The whole answer is the data below, retyped exactly.

* _MATERIAL FOR THIS EXERCISE_:
============

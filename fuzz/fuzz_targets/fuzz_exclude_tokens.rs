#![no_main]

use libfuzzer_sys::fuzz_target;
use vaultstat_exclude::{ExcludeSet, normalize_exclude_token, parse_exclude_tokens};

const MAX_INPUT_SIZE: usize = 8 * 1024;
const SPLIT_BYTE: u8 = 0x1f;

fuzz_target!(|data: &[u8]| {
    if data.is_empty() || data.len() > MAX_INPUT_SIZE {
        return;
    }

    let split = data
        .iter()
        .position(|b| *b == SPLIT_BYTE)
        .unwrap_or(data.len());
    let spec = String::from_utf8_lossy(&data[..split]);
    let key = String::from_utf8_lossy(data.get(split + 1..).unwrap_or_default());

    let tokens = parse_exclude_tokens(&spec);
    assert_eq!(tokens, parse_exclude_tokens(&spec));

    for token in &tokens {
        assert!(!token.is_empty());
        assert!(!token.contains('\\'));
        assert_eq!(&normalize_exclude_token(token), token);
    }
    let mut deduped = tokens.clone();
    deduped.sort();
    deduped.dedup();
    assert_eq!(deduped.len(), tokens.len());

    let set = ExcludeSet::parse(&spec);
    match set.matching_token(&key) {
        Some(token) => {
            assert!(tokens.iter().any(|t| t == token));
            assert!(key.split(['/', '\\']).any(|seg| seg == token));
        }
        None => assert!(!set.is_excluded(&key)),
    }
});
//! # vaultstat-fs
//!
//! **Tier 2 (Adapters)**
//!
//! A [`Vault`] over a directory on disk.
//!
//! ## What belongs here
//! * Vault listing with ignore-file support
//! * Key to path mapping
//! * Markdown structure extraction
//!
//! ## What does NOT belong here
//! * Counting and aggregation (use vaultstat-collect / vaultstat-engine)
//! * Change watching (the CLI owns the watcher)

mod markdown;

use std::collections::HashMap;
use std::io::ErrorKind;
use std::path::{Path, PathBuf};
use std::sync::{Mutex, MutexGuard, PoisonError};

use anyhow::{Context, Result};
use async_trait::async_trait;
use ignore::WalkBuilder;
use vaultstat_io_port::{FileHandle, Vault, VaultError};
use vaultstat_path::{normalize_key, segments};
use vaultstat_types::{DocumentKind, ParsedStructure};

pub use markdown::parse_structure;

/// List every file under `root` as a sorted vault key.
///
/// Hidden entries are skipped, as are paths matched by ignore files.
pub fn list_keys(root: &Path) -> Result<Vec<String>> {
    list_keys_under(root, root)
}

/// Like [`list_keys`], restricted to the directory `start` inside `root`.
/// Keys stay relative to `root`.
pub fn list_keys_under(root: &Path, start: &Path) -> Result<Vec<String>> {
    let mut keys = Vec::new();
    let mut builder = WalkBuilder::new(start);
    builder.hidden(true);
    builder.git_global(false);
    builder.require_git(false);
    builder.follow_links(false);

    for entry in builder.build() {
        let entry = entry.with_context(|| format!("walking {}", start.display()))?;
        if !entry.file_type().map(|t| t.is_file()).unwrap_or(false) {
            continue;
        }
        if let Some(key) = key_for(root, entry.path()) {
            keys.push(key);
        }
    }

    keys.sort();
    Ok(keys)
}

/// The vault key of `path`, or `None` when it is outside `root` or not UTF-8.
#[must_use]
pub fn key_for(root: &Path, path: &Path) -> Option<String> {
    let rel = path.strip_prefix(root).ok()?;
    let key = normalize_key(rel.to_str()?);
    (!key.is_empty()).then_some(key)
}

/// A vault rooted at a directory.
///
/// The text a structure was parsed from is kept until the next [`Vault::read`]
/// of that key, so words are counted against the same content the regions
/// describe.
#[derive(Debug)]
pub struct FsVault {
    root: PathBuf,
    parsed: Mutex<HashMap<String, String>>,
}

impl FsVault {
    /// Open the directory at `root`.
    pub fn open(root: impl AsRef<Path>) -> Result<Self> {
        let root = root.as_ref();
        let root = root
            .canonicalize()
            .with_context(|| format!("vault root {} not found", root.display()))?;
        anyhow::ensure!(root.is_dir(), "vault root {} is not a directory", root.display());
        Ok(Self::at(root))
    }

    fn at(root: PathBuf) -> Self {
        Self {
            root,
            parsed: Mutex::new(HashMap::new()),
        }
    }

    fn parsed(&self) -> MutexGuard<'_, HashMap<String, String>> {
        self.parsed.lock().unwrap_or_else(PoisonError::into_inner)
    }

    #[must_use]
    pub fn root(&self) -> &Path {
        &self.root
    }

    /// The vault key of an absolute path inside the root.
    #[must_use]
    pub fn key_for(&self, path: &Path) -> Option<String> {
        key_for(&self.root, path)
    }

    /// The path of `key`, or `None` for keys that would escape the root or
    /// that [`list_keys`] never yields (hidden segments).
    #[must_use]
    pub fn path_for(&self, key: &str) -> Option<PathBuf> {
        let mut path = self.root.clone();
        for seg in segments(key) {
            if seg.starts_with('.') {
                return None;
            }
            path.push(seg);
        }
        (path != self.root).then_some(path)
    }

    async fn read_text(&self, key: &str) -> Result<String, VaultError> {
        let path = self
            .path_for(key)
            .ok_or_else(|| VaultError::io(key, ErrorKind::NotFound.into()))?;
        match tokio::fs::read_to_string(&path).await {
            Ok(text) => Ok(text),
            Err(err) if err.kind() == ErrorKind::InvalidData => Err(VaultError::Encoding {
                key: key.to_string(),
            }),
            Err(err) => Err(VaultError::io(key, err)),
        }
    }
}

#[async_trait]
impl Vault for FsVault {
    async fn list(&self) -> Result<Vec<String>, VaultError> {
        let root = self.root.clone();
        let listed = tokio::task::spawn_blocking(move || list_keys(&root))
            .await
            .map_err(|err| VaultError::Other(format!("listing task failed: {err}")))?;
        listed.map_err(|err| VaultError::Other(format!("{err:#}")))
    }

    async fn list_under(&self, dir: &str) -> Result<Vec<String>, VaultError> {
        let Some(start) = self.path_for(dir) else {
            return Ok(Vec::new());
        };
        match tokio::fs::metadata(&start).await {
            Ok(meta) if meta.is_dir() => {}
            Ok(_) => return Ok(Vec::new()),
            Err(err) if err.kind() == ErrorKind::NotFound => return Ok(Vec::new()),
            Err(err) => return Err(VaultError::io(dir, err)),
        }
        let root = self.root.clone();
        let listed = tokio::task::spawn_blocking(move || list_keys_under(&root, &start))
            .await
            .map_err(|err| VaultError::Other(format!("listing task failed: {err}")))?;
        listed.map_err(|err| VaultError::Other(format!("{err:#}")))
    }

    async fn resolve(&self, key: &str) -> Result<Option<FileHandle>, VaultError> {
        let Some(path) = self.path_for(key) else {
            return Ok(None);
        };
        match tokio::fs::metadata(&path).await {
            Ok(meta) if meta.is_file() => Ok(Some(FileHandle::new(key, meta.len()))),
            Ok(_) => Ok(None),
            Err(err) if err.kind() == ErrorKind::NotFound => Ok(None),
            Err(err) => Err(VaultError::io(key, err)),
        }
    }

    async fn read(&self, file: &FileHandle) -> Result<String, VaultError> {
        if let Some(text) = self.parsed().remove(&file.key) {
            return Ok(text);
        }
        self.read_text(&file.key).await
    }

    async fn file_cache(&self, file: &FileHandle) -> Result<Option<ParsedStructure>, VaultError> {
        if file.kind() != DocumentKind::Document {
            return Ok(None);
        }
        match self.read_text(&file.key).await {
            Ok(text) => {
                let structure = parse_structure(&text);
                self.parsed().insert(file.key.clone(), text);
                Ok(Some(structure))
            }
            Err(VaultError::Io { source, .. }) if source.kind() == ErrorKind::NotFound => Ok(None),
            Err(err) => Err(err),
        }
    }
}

============

* _PROBLEM SOLUTION_:
filename fuzz/fuzz_targets/fuzz_exclude_tokens.rs
#![no_main]

use libfuzzer_sys::fuzz_target;
use vaultstat_exclude::{ExcludeSet, normalize_exclude_token, parse_exclude_tokens};

const MAX_INPUT_SIZE: usize = 8 * 1024;
const SPLIT_BYTE: u8 = 0x1f;

fuzz_target!(|data: &[u8]| {
    if data.is_empty() || data.len() > MAX_INPUT_SIZE {
        return;
    }

    let split = data
        .iter()
        .position(|b| *b == SPLIT_BYTE)
        .unwrap_or(data.len());
    let spec = String::from_utf8_lossy(&data[..split]);
    let key = String::from_utf8_lossy(data.get(split + 1..).unwrap_or_default());

    let tokens = parse_exclude_tokens(&spec);
    assert_eq!(tokens, parse_exclude_tokens(&spec));

    for token in &tokens {
        assert!(!token.is_empty());
        assert!(!token.contains('\\'));
        assert_eq!(&normalize_exclude_token(token), token);
    }
    let mut deduped = tokens.clone();
    deduped.sort();
    deduped.dedup();
    assert_eq!(deduped.len(), tokens.len());

    let set = ExcludeSet::parse(&spec);
    match set.matching_token(&key) {
        Some(token) => {
            assert!(tokens.iter().any(|t| t == token));
            assert!(key.split(['/', '\\']).any(|seg| seg == token));
        }
        None => assert!(!set.is_excluded(&key)),
    }
});
//! # vaultstat-fs
//!
//! **Tier 2 (Adapters)**
//!
//! A [`Vault`] over a directory on disk.
//!
//! ## What belongs here
//! * Vault listing with ignore-file support
//! * Key to path mapping
//! * Markdown structure extraction
//!
//! ## What does NOT belong here
//! * Counting and aggregation (use vaultstat-collect / vaultstat-engine)
//! * Change watching (the CLI owns the watcher)

mod markdown;

use std::collections::HashMap;
use std::io::ErrorKind;
use std::path::{Path, PathBuf};
use std::sync::{Mutex, MutexGuard, PoisonError};

use anyhow::{Context, Result};
use async_trait::async_trait;
use ignore::WalkBuilder;
use vaultstat_io_port::{FileHandle, Vault, VaultError};
use vaultstat_path::{normalize_key, segments};
use vaultstat_types::{DocumentKind, ParsedStructure};

pub use markdown::parse_structure;

/// List every file under `root` as a sorted vault key.
///
/// Hidden entries are skipped, as are paths matched by ignore files.
pub fn list_keys(root: &Path) -> Result<Vec<String>> {
    list_keys_under(root, root)
}

/// Like [`list_keys`], restricted to the directory `start` inside `root`.
/// Keys stay relative to `root`.
pub fn list_keys_under(root: &Path, start: &Path) -> Result<Vec<String>> {
    let mut keys = Vec::new();
    let mut builder = WalkBuilder::new(start);
    builder.hidden(true);
    builder.git_global(false);
    builder.require_git(false);
    builder.follow_links(false);

    for entry in builder.build() {
        let entry = entry.with_context(|| format!("walking {}", start.display()))?;
        if !entry.file_type().map(|t| t.is_file()).unwrap_or(false) {
            continue;
        }
        if let Some(key) = key_for(root, entry.path()) {
            keys.push(key);
        }
    }

    keys.sort();
    Ok(keys)
}

/// The vault key of `path`, or `None` when it is outside `root` or not UTF-8.
#[must_use]
pub fn key_for(root: &Path, path: &Path) -> Option<String> {
    let rel = path.strip_prefix(root).ok()?;
    let key = normalize_key(rel.to_str()?);
    (!key.is_empty()).then_some(key)
}

/// A vault rooted at a directory.
///
/// The text a structure was parsed from is kept until the next [`Vault::read`]
/// of that key, so words are counted against the same content the regions
/// describe.
#[derive(Debug)]
pub struct FsVault {
    root: PathBuf,
    parsed: Mutex<HashMap<String, String>>,
}

impl FsVault {
    /// Open the directory at `root`.
    pub fn open(root: impl AsRef<Path>) -> Result<Self> {
        let root = root.as_ref();
        let root = root
            .canonicalize()
            .with_context(|| format!("vault root {} not found", root.display()))?;
        anyhow::ensure!(root.is_dir(), "vault root {} is not a directory", root.display());
        Ok(Self::at(root))
    }

    fn at(root: PathBuf) -> Self {
        Self {
            root,
            parsed: Mutex::new(HashMap::new()),
        }
    }

    fn parsed(&self) -> MutexGuard<'_, HashMap<String, String>> {
        self.parsed.lock().unwrap_or_else(PoisonError::into_inner)
    }

    #[must_use]
    pub fn root(&self) -> &Path {
        &self.root
    }

    /// The vault key of an absolute path inside the root.
    #[must_use]
    pub fn key_for(&self, path: &Path) -> Option<String> {
        key_for(&self.root, path)
    }

    /// The path of `key`, or `None` for keys that would escape the root or
    /// that [`list_keys`] never yields (hidden segments).
    #[must_use]
    pub fn path_for(&self, key: &str) -> Option<PathBuf> {
        let mut path = self.root.clone();
        for seg in segments(key) {
            if seg.starts_with('.') {
                return None;
            }
            path.push(seg);
        }
        (path != self.root).then_some(path)
    }

    async fn read_text(&self, key: &str) -> Result<String, VaultError> {
        let path = self
            .path_for(key)
            .ok_or_else(|| VaultError::io(key, ErrorKind::NotFound.into()))?;
        match tokio::fs::read_to_string(&path).await {
            Ok(text) => Ok(text),
            Err(err) if err.kind() == ErrorKind::InvalidData => Err(VaultError::Encoding {
                key: key.to_string(),
            }),
            Err(err) => Err(VaultError::io(key, err)),
        }
    }
}

#[async_trait]
impl Vault for FsVault {
    async fn list(&self) -> Result<Vec<String>, VaultError> {
        let root = self.root.clone();
        let listed = tokio::task::spawn_blocking(move || list_keys(&root))
            .await
            .map_err(|err| VaultError::Other(format!("listing task failed: {err}")))?;
        listed.map_err(|err| VaultError::Other(format!("{err:#}")))
    }

    async fn list_under(&self, dir: &str) -> Result<Vec<String>, VaultError> {
        let Some(start) = self.path_for(dir) else {
            return Ok(Vec::new());
        };
        match tokio::fs::metadata(&start).await {
            Ok(meta) if meta.is_dir() => {}
            Ok(_) => return Ok(Vec::new()),
            Err(err) if err.kind() == ErrorKind::NotFound => return Ok(Vec::new()),
            Err(err) => return Err(VaultError::io(dir, err)),
        }
        let root = self.root.clone();
        let listed = tokio::task::spawn_blocking(move || list_keys_under(&root, &start))
            .await
            .map_err(|err| VaultError::Other(format!("listing task failed: {err}")))?;
        listed.map_err(|err| VaultError::Other(format!("{err:#}")))
    }

    async fn resolve(&self, key: &str) -> Result<Option<FileHandle>, VaultError> {
        let Some(path) = self.path_for(key) else {
            return Ok(None);
        };
        match tokio::fs::metadata(&path).await {
            Ok(meta) if meta.is_file() => Ok(Some(FileHandle::new(key, meta.len()))),
            Ok(_) => Ok(None),
            Err(err) if err.kind() == ErrorKind::NotFound => Ok(None),
            Err(err) => Err(VaultError::io(key, err)),
        }
    }

    async fn read(&self, file: &FileHandle) -> Result<String, VaultError> {
        if let Some(text) = self.parsed().remove(&file.key) {
            return Ok(text);
        }
        self.read_text(&file.key).await
    }

    async fn file_cache(&self, file: &FileHandle) -> Result<Option<ParsedStructure>, VaultError> {
        if file.kind() != DocumentKind::Document {
            return Ok(None);
        }
        match self.read_text(&file.key).await {
            Ok(text) => {
                let structure = parse_structure(&text);
                self.parsed().insert(file.key.clone(), text);
                Ok(Some(structure))
            }
            Err(VaultError::Io { source, .. }) if source.kind() == ErrorKind::NotFound => Ok(None),
            Err(err) => Err(err),
        }
    }
}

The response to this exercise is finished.